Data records
================

//! Weighted-random load balancing strategy.

use std::sync::Arc;

use rand::Rng;

use crate::config::WEIGHT_TOTAL;
use crate::load_balancer::{backend::Backend, LoadBalancer};

/// Weighted-random selector.
/// Draws an integer in `[0, 100)` and walks the cumulative weights in order.
#[derive(Debug, Default)]
pub struct WeightedRandom;

impl WeightedRandom {
    pub fn new() -> Self {
        Self
    }

    /// Resolve a draw against the cumulative weights.
    ///
    /// The first backend whose running total exceeds `draw` wins.
    pub fn candidate_for(draw: u32, backends: &[Arc<Backend>]) -> Option<Arc<Backend>> {
        let mut sum = 0;
        for backend in backends {
            sum += backend.weight;
            if sum > draw {
                return Some(backend.clone());
            }
        }
        None
    }
}

impl LoadBalancer for WeightedRandom {
    fn next_server(&self, backends: &[Arc<Backend>]) -> Option<Arc<Backend>> {
        if backends.is_empty() {
            return None;
        }
        let draw = rand::thread_rng().gen_range(0..WEIGHT_TOTAL);
        Self::candidate_for(draw, backends)
    }
}

#[cfg(test)]
mod tests {
    use super::*;

    fn pool(weights: &[u32]) -> Vec<Arc<Backend>> {
        weights
            .iter()
            .enumerate()
            .map(|(i, w)| Arc::new(Backend::new(format!("b{}", i), "127.0.0.1", *w).unwrap()))
            .collect()
    }

    #[test]
    fn test_cumulative_boundaries() {
        let backends = pool(&[25, 25, 25, 25]);
        let id = |draw| WeightedRandom::candidate_for(draw, &backends).unwrap().id.clone();
        assert_eq!(id(0), "b0");
        assert_eq!(id(24), "b0");
        assert_eq!(id(25), "b1");
        assert_eq!(id(74), "b2");
        assert_eq!(id(99), "b3");
    }

    #[test]
    fn test_zero_weight_never_chosen() {
        let backends = pool(&[0, 100]);
        for draw in 0..100 {
            assert_eq!(WeightedRandom::candidate_for(draw, &backends).unwrap().id, "b1");
        }
    }

    #[test]
    fn test_weighted_distribution() {
        let lb = WeightedRandom::new();
        let backends = pool(&[10, 60, 30]);
        let mut counts = [0usize; 3];
        let samples = 20_000;
        for _ in 0..samples {
            let b = lb.next_server(&backends).unwrap();
            let i = backends.iter().position(|x| x.id == b.id).unwrap();
            counts[i] += 1;
        }
        let expected = [0.10, 0.60, 0.30];
        for (count, want) in counts.iter().zip(expected) {
            let got = *count as f64 / samples as f64;
            assert!((got - want).abs() < 0.03, "got {got}, want {want}");
        }
    }
}
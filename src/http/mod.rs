//! HTTP protocol handling subsystem.
//!
//! # Data Flow
//! ```text
//! TCP connection
//!     → server.rs (Axum setup, middleware)
//!     → request.rs (request ID)
//!     → dispatcher.rs (select backend, forward, relay response)
//!     → Send to client
//! ```

pub mod dispatcher;
pub mod request;
pub mod server;

pub use dispatcher::{ProxyDispatcher, ProxyError};
pub use request::{MakeRequestUuid, X_REQUEST_ID};
pub use server::build_router;
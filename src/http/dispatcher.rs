//! Proxy dispatch.
//!
//! # Responsibilities
//! - Ask the selector for a backend (may wait for one to become healthy)
//! - Forward method, path, query, headers and body to it
//! - Relay status, headers and full body back to the client
//! - Report request / selectingServer / response / error events
//!
//! # Design Decisions
//! - No automatic retry on another backend; an upstream failure is answered
//!   with 502 (or 504 on timeout) and reported once
//! - Upstream failures do not touch the stored health; only probes do

use std::sync::Arc;
use std::time::{Duration, Instant};

use axum::body::{Body, Bytes};
use axum::http::{response, Request, Response, StatusCode, Uri};
use axum::response::IntoResponse;
use hyper::header::{self, HeaderMap};
use hyper_util::{
    client::legacy::{connect::HttpConnector, Client},
    rt::TokioExecutor,
};
use thiserror::Error;
use tokio::time;

use crate::http::request::request_id;
use crate::load_balancer::{Backend, Selector};
use crate::observability::events::{EventBus, EventKind};
use crate::observability::metrics;

/// Drop connection-scoped headers that must not cross the proxy.
fn strip_hop_by_hop(headers: &mut HeaderMap) {
    for name in [
        header::CONNECTION,
        header::PROXY_AUTHENTICATE,
        header::PROXY_AUTHORIZATION,
        header::TE,
        header::TRAILER,
        header::TRANSFER_ENCODING,
        header::UPGRADE,
    ] {
        headers.remove(name);
    }
    headers.remove("keep-alive");
}

/// Failure of a proxied request.
#[derive(Debug, Error)]
pub enum ProxyError {
    #[error("invalid upstream request: {0}")]
    Request(String),

    #[error("upstream request failed: {0}")]
    Upstream(String),

    #[error("failed to read upstream body: {0}")]
    Body(String),

    #[error("upstream timed out after {0}ms")]
    Timeout(u64),
}

impl ProxyError {
    /// Status returned to the client.
    pub fn status_code(&self) -> StatusCode {
        match self {
            ProxyError::Request(_) => StatusCode::INTERNAL_SERVER_ERROR,
            ProxyError::Timeout(_) => StatusCode::GATEWAY_TIMEOUT,
            ProxyError::Upstream(_) | ProxyError::Body(_) => StatusCode::BAD_GATEWAY,
        }
    }
}

/// Forwards inbound requests to the selected backend.
#[derive(Clone)]
pub struct ProxyDispatcher {
    selector: Arc<Selector>,
    client: Client<HttpConnector, Body>,
    events: EventBus,
    request_timeout: Duration,
}

impl ProxyDispatcher {
    pub fn new(selector: Arc<Selector>, events: EventBus, request_timeout: Duration) -> Self {
        let client = Client::builder(TokioExecutor::new()).build(HttpConnector::new());
        Self {
            selector,
            client,
            events,
            request_timeout,
        }
    }

    /// Proxy one request. Always produces a response.
    pub async fn dispatch(&self, request: Request<Body>) -> Response<Body> {
        let start = Instant::now();
        let request_id = request_id(&request);
        let method = request.method().to_string();

        self.events.publish(EventKind::Request {
            request_id: request_id.clone(),
            method: method.clone(),
            path: request.uri().path().to_string(),
        });

        let backend = self.selector.pick().await;
        self.events.publish(EventKind::SelectingServer {
            request_id: request_id.clone(),
            backend_id: backend.id.clone(),
        });

        tracing::debug!(
            request_id = %request_id,
            method = %method,
            backend = %backend.id,
            "Proxying request"
        );

        match self.forward(&backend, request).await {
            Ok((parts, body)) => {
                let status = parts.status;
                metrics::record_request(&method, status.as_u16(), &backend.id, start);
                self.events.publish(EventKind::Response {
                    request_id,
                    backend_id: backend.id.clone(),
                    status: status.as_u16(),
                    bytes: body.len(),
                    latency_ms: start.elapsed().as_millis() as u64,
                });
                Response::from_parts(parts, Body::from(body))
            }
            Err(e) => {
                let status = e.status_code();
                tracing::error!(
                    request_id = %request_id,
                    backend = %backend.id,
                    error = %e,
                    "Upstream error"
                );
                metrics::record_request(&method, status.as_u16(), &backend.id, start);
                self.events.publish(EventKind::Error {
                    backend_id: Some(backend.id.clone()),
                    request_id: Some(request_id),
                    error: e.to_string(),
                });
                (status, "Upstream request failed").into_response()
            }
        }
    }

    /// Send the request to `backend` and buffer the full response.
    async fn forward(
        &self,
        backend: &Backend,
        request: Request<Body>,
    ) -> Result<(response::Parts, Bytes), ProxyError> {
        let (parts, body) = request.into_parts();

        let path_and_query = parts
            .uri
            .path_and_query()
            .map(|pq| pq.as_str())
            .unwrap_or("/");
        let uri: Uri = backend
            .url_for(path_and_query)
            .parse()
            .map_err(|e: axum::http::uri::InvalidUri| ProxyError::Request(e.to_string()))?;

        let mut builder = Request::builder().method(parts.method).uri(uri);
        if let Some(headers) = builder.headers_mut() {
            *headers = parts.headers;
            strip_hop_by_hop(headers);
        }
        let outbound = builder
            .body(body)
            .map_err(|e| ProxyError::Request(e.to_string()))?;

        let exchange = async {
            let response = self
                .client
                .request(outbound)
                .await
                .map_err(|e| ProxyError::Upstream(e.to_string()))?;
            let (mut parts, body) = response.into_parts();
            strip_hop_by_hop(&mut parts.headers);
            let bytes = axum::body::to_bytes(Body::new(body), usize::MAX)
                .await
                .map_err(|e| ProxyError::Body(e.to_string()))?;
            Ok::<_, ProxyError>((parts, bytes))
        };

        time::timeout(self.request_timeout, exchange)
            .await
            .map_err(|_| ProxyError::Timeout(self.request_timeout.as_millis() as u64))?
    }
}
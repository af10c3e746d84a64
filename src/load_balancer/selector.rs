//! Health-aware backend selection.
//!
//! # Algorithm
//! ```text
//! draw weighted candidate
//!     → monitoring disabled?          return candidate
//!     → candidate healthy?            return candidate
//!     → first healthy in registry?    return it
//!     → park in RoutingWaitSet until a backend turns healthy, return that one
//! ```
//!
//! Once the candidate is known to be unhealthy the fallback is deterministic
//! (configuration order), trading weighting for availability.

use std::sync::Arc;

use crate::health::store::StatusStore;
use crate::load_balancer::{
    backend::Backend, registry::ServerRegistry, wait_set::RoutingWaitSet,
    weighted::WeightedRandom, LoadBalancer,
};
use crate::observability::events::{EventBus, EventKind};

/// Picks one backend per inbound request.
#[derive(Debug)]
pub struct Selector {
    registry: Arc<ServerRegistry>,
    store: Arc<dyn StatusStore>,
    wait_set: Arc<RoutingWaitSet>,
    events: EventBus,
    strategy: Box<dyn LoadBalancer>,
    health_aware: bool,
}

impl Selector {
    /// Create a selector using weighted-random candidates.
    pub fn new(
        registry: Arc<ServerRegistry>,
        store: Arc<dyn StatusStore>,
        wait_set: Arc<RoutingWaitSet>,
        events: EventBus,
        health_aware: bool,
    ) -> Self {
        Self::with_strategy(
            registry,
            store,
            wait_set,
            events,
            health_aware,
            Box::new(WeightedRandom::new()),
        )
    }

    pub fn with_strategy(
        registry: Arc<ServerRegistry>,
        store: Arc<dyn StatusStore>,
        wait_set: Arc<RoutingWaitSet>,
        events: EventBus,
        health_aware: bool,
        strategy: Box<dyn LoadBalancer>,
    ) -> Self {
        Self {
            registry,
            store,
            wait_set,
            events,
            strategy,
            health_aware,
        }
    }

    pub fn registry(&self) -> &Arc<ServerRegistry> {
        &self.registry
    }

    pub fn is_health_aware(&self) -> bool {
        self.health_aware
    }

    /// Select a backend, suspending while no backend is healthy.
    ///
    /// Never fails. Dropping the future while it is suspended releases its
    /// slot in the wait set.
    pub async fn pick(&self) -> Arc<Backend> {
        let candidate = self.strategy.next_server(self.registry.all());
        if !self.health_aware {
            return candidate.unwrap_or_else(|| self.registry.first().clone());
        }

        let waiter = self.wait_set.register();
        if let Some(backend) = self.resolve(candidate.as_ref()) {
            return backend;
        }

        tracing::debug!(
            pending = self.wait_set.pending() + 1,
            "No healthy backend, waiting for the next healthy signal"
        );
        let index = waiter.next_healthy().await;
        match self.registry.at(index) {
            Some(backend) => backend.clone(),
            None => self.registry.first().clone(),
        }
    }

    /// Health-aware resolution without suspending.
    ///
    /// Returns the candidate when healthy, otherwise the first healthy backend
    /// in registry order, otherwise `None`.
    pub fn resolve(&self, candidate: Option<&Arc<Backend>>) -> Option<Arc<Backend>> {
        if let Some(candidate) = candidate {
            if self.is_healthy(candidate) {
                return Some(candidate.clone());
            }
        }
        self.registry
            .all()
            .iter()
            .filter(|b| candidate.map_or(true, |c| c.id != b.id))
            .find(|b| self.is_healthy(b))
            .cloned()
    }

    /// Whether the stored state is `healthy`. Store failures count as not healthy.
    fn is_healthy(&self, backend: &Backend) -> bool {
        match self.store.get(&backend.id) {
            Ok(record) => record.current.is_healthy(),
            Err(e) => {
                tracing::warn!(backend = %backend.id, error = %e, "Status lookup failed, treating backend as not healthy");
                self.events.publish(EventKind::Error {
                    backend_id: Some(backend.id.clone()),
                    request_id: None,
                    error: e.to_string(),
                });
                false
            }
        }
    }
}

#[cfg(test)]
mod tests {
    use super::*;
    use crate::config::ServerConfig;
    use crate::health::state::{HealthRecord, ProbeOutcome};
    use crate::health::store::{MemoryStatusStore, StoreError};
    use std::collections::HashMap;
    use std::time::Duration;

    /// Always proposes the backend at a fixed position.
    #[derive(Debug)]
    struct Fixed(usize);

    impl LoadBalancer for Fixed {
        fn next_server(&self, backends: &[Arc<Backend>]) -> Option<Arc<Backend>> {
            backends.get(self.0).cloned()
        }
    }

    #[derive(Debug)]
    struct BrokenStore;

    impl StatusStore for BrokenStore {
        fn lookup(&self, _: &str) -> Result<Option<HealthRecord>, StoreError> {
            Err(StoreError::Unavailable("connection refused".into()))
        }
        fn set(&self, _: &str, _: &HealthRecord) -> Result<(), StoreError> {
            Err(StoreError::Unavailable("connection refused".into()))
        }
    }

    fn registry() -> Arc<ServerRegistry> {
        let servers: Vec<_> = (1..=4)
            .map(|i| ServerConfig::new(format!("app{i}"), format!("127.0.0.1:{}", 9000 + i), 25))
            .collect();
        Arc::new(ServerRegistry::load(&servers).unwrap())
    }

    fn mark(store: &MemoryStatusStore, id: &str, outcome: ProbeOutcome) {
        let (record, _) = store.get(id).unwrap().observe(outcome);
        store.set(id, &record).unwrap();
    }

    struct Fixture {
        store: Arc<MemoryStatusStore>,
        wait_set: Arc<RoutingWaitSet>,
        events: EventBus,
    }

    impl Fixture {
        fn new() -> Self {
            Self {
                store: Arc::new(MemoryStatusStore::new()),
                wait_set: Arc::new(RoutingWaitSet::new()),
                events: EventBus::default(),
            }
        }

        fn selector(&self, strategy: Box<dyn LoadBalancer>, health_aware: bool) -> Selector {
            Selector::with_strategy(
                registry(),
                self.store.clone(),
                self.wait_set.clone(),
                self.events.clone(),
                health_aware,
                strategy,
            )
        }
    }

    #[tokio::test]
    async fn test_healthy_candidate_returned() {
        let f = Fixture::new();
        for id in ["app1", "app2", "app3", "app4"] {
            mark(&f.store, id, ProbeOutcome::Up);
        }
        let selector = f.selector(Box::new(Fixed(2)), true);
        assert_eq!(selector.pick().await.id, "app3");
    }

    #[tokio::test]
    async fn test_unhealthy_candidate_falls_back_to_first_healthy() {
        let f = Fixture::new();
        mark(&f.store, "app1", ProbeOutcome::Down);
        mark(&f.store, "app2", ProbeOutcome::Up);
        mark(&f.store, "app3", ProbeOutcome::Up);
        mark(&f.store, "app4", ProbeOutcome::Down);

        let selector = f.selector(Box::new(Fixed(3)), true);
        for _ in 0..10 {
            assert_eq!(selector.pick().await.id, "app2");
        }
    }

    #[tokio::test]
    async fn test_unknown_counts_as_not_healthy() {
        let f = Fixture::new();
        mark(&f.store, "app4", ProbeOutcome::Up);
        let selector = f.selector(Box::new(Fixed(0)), true);
        assert_eq!(selector.pick().await.id, "app4");
    }

    #[tokio::test]
    async fn test_monitoring_disabled_ignores_health() {
        let f = Fixture::new();
        mark(&f.store, "app2", ProbeOutcome::Down);
        let selector = f.selector(Box::new(Fixed(1)), false);
        assert_eq!(selector.pick().await.id, "app2");
    }

    #[tokio::test]
    async fn test_all_unhealthy_waiters_resume() {
        let f = Fixture::new();
        for id in ["app1", "app2", "app3", "app4"] {
            mark(&f.store, id, ProbeOutcome::Down);
        }
        let selector = Arc::new(f.selector(Box::new(WeightedRandom::new()), true));

        let waiters: Vec<_> = (0..8)
            .map(|_| {
                let selector = selector.clone();
                tokio::spawn(async move { selector.pick().await })
            })
            .collect();

        tokio::time::sleep(Duration::from_millis(50)).await;
        assert_eq!(f.wait_set.pending(), 8);
        assert!(waiters.iter().all(|w| !w.is_finished()));

        // What the health monitor does on recovery.
        mark(&f.store, "app3", ProbeOutcome::Up);
        f.wait_set.release(2);

        let picked = tokio::time::timeout(
            Duration::from_secs(1),
            futures_util::future::join_all(waiters),
        )
        .await
        .expect("all waiters must resume");
        for backend in picked {
            assert_eq!(backend.unwrap().id, "app3");
        }
        assert_eq!(f.wait_set.pending(), 0);
    }

    #[tokio::test]
    async fn test_cancelled_pick_leaves_no_waiter() {
        let f = Fixture::new();
        let selector = f.selector(Box::new(WeightedRandom::new()), true);
        let result = tokio::time::timeout(Duration::from_millis(30), selector.pick()).await;
        assert!(result.is_err());
        assert_eq!(f.wait_set.pending(), 0);
    }

    #[tokio::test]
    async fn test_store_failure_treated_as_unhealthy() {
        let wait_set = Arc::new(RoutingWaitSet::new());
        let events = EventBus::default();
        let mut rx = events.subscribe();
        let selector = Selector::with_strategy(
            registry(),
            Arc::new(BrokenStore),
            wait_set.clone(),
            events,
            true,
            Box::new(Fixed(0)),
        );

        assert!(selector.resolve(selector.registry().all().first()).is_none());
        let event = rx.recv().await.unwrap();
        assert_eq!(event.kind.name(), "error");
    }

    #[tokio::test]
    async fn test_pick_frequencies_follow_weights() {
        let f = Fixture::new();
        for id in ["app1", "app2", "app3", "app4"] {
            mark(&f.store, id, ProbeOutcome::Up);
        }
        let selector = f.selector(Box::new(WeightedRandom::new()), true);

        let samples = 20_000;
        let mut counts: HashMap<String, usize> = HashMap::new();
        for _ in 0..samples {
            *counts.entry(selector.pick().await.id.clone()).or_default() += 1;
        }
        for id in ["app1", "app2", "app3", "app4"] {
            let share = counts[id] as f64 / samples as f64;
            assert!((share - 0.25).abs() < 0.03, "{id} share {share}");
        }
    }
}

================

[Exercise requirements]
Output the lines above exactly, but only those between the line holding "pub fn registry(&self)" and the line holding "pub async fn pick(&self)", inclusive.

[The completed task]
    pub fn registry(&self) -> &Arc<ServerRegistry> {
        &self.registry
    }

    pub fn is_health_aware(&self) -> bool {
        self.health_aware
    }

    /// Select a backend, suspending while no backend is healthy.
    ///
    /// Never fails. Dropping the future while it is suspended releases its
    /// slot in the wait set.
    pub async fn pick(&self) -> Arc<Backend> {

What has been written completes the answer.